## [TASK ITEM]
Go over the data and keep only the lines that include "filename".

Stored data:
━━━━━━━━━━

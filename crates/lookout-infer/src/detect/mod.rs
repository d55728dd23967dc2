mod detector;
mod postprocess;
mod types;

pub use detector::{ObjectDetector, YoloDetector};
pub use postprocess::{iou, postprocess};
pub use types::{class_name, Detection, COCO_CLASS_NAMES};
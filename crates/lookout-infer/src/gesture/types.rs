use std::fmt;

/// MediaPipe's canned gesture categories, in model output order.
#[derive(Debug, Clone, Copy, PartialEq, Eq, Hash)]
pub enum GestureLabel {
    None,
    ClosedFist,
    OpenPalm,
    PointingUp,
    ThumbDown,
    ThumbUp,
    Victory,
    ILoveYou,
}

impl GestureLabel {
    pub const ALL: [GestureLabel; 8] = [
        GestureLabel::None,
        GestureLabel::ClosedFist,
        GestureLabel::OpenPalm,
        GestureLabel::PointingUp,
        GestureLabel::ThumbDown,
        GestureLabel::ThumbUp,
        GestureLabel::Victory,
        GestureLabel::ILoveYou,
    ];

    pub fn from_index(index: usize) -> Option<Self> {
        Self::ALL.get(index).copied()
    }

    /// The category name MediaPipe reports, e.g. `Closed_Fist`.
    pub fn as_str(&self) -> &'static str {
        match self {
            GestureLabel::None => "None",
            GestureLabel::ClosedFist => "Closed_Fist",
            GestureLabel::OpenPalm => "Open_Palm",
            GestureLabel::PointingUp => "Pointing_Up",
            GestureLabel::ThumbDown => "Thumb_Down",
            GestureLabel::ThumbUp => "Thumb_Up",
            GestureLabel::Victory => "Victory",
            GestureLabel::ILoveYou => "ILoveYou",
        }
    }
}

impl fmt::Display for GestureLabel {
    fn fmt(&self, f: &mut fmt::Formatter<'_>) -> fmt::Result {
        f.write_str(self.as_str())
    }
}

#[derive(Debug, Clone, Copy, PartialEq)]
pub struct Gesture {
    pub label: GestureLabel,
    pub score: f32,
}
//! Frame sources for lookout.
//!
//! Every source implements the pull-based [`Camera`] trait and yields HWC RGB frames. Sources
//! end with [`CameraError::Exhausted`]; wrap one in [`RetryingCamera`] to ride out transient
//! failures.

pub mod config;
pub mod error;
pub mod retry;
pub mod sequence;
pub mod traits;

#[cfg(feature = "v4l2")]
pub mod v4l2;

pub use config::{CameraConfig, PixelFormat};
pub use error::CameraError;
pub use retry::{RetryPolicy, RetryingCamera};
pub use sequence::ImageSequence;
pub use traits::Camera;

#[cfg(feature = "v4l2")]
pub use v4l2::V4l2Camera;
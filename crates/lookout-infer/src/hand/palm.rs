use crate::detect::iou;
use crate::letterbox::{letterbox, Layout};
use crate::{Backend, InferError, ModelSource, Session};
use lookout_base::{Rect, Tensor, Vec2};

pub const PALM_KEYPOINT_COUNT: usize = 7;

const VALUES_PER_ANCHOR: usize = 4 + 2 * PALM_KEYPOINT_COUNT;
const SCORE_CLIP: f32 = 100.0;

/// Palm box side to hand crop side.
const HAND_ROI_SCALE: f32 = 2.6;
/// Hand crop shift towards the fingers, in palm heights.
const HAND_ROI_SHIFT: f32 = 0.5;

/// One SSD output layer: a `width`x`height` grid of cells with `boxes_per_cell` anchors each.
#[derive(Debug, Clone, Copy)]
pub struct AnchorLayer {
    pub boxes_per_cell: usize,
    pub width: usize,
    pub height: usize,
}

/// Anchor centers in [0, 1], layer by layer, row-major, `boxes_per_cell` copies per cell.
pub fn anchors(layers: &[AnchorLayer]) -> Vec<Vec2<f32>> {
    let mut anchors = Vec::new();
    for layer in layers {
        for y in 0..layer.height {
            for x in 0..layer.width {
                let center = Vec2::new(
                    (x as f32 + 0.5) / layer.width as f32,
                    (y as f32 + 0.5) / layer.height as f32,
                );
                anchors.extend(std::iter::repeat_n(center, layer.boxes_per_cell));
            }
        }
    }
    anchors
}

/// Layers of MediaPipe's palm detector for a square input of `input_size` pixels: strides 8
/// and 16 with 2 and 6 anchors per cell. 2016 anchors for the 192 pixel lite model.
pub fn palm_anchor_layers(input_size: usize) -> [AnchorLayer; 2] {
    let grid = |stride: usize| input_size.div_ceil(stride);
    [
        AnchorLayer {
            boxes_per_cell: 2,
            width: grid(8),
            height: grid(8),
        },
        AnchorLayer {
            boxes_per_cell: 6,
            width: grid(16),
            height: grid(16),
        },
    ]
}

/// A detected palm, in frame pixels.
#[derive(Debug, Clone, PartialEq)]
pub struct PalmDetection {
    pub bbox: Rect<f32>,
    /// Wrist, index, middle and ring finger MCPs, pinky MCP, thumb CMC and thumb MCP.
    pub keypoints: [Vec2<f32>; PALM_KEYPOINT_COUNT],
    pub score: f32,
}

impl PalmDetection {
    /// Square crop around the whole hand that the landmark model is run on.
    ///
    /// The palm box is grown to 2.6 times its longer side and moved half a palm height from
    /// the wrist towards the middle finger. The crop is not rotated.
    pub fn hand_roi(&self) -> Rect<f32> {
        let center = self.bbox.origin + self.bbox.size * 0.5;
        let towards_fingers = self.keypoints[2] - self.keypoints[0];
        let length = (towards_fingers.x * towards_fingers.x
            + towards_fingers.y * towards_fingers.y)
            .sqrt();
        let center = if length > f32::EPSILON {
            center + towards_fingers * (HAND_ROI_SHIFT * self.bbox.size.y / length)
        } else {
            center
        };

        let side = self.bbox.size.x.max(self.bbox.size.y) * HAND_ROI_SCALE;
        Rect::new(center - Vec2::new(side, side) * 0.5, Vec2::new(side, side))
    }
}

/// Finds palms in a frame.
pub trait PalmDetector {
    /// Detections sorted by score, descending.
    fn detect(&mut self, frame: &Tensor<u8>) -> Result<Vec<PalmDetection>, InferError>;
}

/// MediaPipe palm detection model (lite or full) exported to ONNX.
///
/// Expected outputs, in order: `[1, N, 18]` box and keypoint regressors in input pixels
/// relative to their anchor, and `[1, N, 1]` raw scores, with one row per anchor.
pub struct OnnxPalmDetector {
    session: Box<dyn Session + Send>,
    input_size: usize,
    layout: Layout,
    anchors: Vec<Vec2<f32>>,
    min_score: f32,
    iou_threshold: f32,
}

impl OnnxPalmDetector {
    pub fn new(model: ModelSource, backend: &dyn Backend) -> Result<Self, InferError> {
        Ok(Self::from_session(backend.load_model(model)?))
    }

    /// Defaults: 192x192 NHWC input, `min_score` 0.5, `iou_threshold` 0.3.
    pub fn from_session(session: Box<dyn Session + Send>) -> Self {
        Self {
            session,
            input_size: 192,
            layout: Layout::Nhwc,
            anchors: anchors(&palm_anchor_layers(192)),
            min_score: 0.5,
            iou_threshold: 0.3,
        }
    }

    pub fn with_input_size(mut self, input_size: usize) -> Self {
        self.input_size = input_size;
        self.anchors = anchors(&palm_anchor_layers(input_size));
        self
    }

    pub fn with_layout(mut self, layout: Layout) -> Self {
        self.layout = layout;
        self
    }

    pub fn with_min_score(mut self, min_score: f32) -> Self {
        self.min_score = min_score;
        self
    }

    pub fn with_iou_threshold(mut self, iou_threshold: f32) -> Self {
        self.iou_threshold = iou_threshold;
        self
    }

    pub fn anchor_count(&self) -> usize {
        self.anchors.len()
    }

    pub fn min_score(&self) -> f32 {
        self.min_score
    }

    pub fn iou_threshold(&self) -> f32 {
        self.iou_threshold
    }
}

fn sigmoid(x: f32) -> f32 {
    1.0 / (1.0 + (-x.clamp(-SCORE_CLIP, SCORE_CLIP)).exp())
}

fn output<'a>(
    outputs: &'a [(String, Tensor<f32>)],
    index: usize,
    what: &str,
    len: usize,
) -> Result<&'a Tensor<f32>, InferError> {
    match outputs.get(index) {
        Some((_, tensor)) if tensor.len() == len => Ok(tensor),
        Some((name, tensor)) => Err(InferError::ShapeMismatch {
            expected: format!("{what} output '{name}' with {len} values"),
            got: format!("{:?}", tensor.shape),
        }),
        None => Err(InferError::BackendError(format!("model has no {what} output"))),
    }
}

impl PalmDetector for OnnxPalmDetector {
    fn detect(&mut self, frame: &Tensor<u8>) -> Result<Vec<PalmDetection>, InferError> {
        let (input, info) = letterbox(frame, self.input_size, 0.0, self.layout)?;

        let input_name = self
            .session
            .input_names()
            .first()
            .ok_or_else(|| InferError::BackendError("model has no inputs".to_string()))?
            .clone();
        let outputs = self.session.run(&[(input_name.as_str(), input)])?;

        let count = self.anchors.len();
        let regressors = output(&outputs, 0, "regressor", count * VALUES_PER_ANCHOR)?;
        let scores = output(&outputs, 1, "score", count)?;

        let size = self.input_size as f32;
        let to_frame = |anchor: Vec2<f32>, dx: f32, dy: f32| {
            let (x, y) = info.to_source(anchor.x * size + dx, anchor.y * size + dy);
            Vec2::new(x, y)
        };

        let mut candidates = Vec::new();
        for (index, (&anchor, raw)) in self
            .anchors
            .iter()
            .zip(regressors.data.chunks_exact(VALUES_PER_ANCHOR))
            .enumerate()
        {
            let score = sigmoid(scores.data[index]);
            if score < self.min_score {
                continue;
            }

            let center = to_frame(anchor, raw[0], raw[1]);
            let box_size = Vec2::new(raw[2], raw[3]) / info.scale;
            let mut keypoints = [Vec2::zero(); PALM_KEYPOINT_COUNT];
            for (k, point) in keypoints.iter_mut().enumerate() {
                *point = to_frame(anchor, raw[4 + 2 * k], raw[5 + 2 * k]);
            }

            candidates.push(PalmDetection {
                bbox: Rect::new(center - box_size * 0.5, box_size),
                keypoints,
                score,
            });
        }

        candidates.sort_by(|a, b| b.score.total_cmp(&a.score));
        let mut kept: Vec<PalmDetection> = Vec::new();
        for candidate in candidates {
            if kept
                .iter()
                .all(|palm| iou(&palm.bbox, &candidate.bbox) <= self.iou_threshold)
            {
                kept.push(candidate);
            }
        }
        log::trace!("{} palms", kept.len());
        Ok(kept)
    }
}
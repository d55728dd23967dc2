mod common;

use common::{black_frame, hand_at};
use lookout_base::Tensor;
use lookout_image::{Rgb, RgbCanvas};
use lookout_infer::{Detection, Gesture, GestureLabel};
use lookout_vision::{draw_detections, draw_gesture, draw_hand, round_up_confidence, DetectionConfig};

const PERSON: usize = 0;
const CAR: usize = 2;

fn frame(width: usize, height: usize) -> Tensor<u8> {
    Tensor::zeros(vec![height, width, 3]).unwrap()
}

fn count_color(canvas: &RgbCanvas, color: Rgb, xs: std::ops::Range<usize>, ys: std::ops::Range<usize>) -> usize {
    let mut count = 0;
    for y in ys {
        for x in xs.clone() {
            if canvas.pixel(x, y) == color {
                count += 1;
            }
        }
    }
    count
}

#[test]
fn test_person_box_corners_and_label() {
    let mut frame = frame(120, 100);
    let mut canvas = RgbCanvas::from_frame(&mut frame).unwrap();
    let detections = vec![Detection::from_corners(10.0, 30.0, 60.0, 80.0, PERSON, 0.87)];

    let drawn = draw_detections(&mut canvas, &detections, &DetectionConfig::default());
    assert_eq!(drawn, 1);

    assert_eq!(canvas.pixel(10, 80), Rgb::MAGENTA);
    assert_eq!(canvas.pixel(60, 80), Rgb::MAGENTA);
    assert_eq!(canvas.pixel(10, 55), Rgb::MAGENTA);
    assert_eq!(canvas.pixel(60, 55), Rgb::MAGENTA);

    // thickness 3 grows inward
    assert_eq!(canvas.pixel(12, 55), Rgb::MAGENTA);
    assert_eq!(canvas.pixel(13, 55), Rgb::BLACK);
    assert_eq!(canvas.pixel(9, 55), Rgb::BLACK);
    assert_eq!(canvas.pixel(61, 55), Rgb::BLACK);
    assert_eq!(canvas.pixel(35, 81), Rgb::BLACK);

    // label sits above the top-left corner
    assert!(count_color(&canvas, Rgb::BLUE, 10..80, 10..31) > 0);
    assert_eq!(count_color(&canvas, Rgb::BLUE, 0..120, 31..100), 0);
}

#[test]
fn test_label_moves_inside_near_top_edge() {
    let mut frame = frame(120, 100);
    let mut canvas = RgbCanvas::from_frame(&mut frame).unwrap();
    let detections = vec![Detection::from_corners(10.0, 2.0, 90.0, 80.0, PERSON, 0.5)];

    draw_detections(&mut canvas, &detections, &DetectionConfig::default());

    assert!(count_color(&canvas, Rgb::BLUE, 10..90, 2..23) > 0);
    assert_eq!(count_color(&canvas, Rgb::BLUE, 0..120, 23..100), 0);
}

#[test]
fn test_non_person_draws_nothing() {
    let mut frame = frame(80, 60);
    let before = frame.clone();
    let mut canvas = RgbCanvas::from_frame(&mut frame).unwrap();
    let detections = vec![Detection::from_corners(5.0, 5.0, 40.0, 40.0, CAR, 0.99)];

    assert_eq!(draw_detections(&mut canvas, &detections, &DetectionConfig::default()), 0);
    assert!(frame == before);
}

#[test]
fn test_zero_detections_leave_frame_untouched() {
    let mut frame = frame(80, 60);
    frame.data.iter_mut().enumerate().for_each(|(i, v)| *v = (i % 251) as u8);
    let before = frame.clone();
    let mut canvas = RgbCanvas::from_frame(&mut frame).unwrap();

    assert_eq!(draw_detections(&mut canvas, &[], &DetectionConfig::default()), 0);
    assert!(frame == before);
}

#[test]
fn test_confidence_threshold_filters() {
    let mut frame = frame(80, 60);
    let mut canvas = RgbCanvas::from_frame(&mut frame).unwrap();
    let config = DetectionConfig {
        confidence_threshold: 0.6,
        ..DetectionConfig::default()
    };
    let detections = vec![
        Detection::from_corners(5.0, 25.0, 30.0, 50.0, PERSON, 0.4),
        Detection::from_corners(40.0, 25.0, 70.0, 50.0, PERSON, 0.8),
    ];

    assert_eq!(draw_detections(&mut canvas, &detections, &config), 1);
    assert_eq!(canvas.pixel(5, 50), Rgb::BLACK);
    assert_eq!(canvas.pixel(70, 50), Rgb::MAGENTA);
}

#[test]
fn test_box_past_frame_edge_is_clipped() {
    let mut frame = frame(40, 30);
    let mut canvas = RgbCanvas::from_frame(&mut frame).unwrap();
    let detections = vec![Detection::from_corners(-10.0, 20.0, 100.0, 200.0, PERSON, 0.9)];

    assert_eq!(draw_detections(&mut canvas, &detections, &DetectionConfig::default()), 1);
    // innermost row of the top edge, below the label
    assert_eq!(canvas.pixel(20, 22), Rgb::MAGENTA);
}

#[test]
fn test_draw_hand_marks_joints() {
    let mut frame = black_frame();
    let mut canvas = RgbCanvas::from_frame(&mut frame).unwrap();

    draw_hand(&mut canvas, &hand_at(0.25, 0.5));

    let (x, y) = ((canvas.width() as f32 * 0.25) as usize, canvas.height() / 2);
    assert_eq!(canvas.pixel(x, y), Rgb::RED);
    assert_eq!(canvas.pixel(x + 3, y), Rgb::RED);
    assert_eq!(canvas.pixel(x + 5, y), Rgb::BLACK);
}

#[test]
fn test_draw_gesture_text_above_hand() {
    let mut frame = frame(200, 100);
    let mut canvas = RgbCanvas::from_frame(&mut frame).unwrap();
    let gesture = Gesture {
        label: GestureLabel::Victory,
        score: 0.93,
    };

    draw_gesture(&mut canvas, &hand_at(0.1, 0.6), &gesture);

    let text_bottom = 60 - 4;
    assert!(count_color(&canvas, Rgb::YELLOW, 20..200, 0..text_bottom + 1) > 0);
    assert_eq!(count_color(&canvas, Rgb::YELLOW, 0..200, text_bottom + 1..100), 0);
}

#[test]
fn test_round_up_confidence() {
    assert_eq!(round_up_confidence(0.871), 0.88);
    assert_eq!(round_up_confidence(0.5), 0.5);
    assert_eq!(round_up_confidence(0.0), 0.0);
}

━━━━━━━━━━

## [PROBLEM SOLUTION]
filename crates/lookout-infer/src/detect/mod.rs
filename crates/lookout-infer/src/gesture/types.rs
filename crates/lookout-infer/src/hand/palm.rs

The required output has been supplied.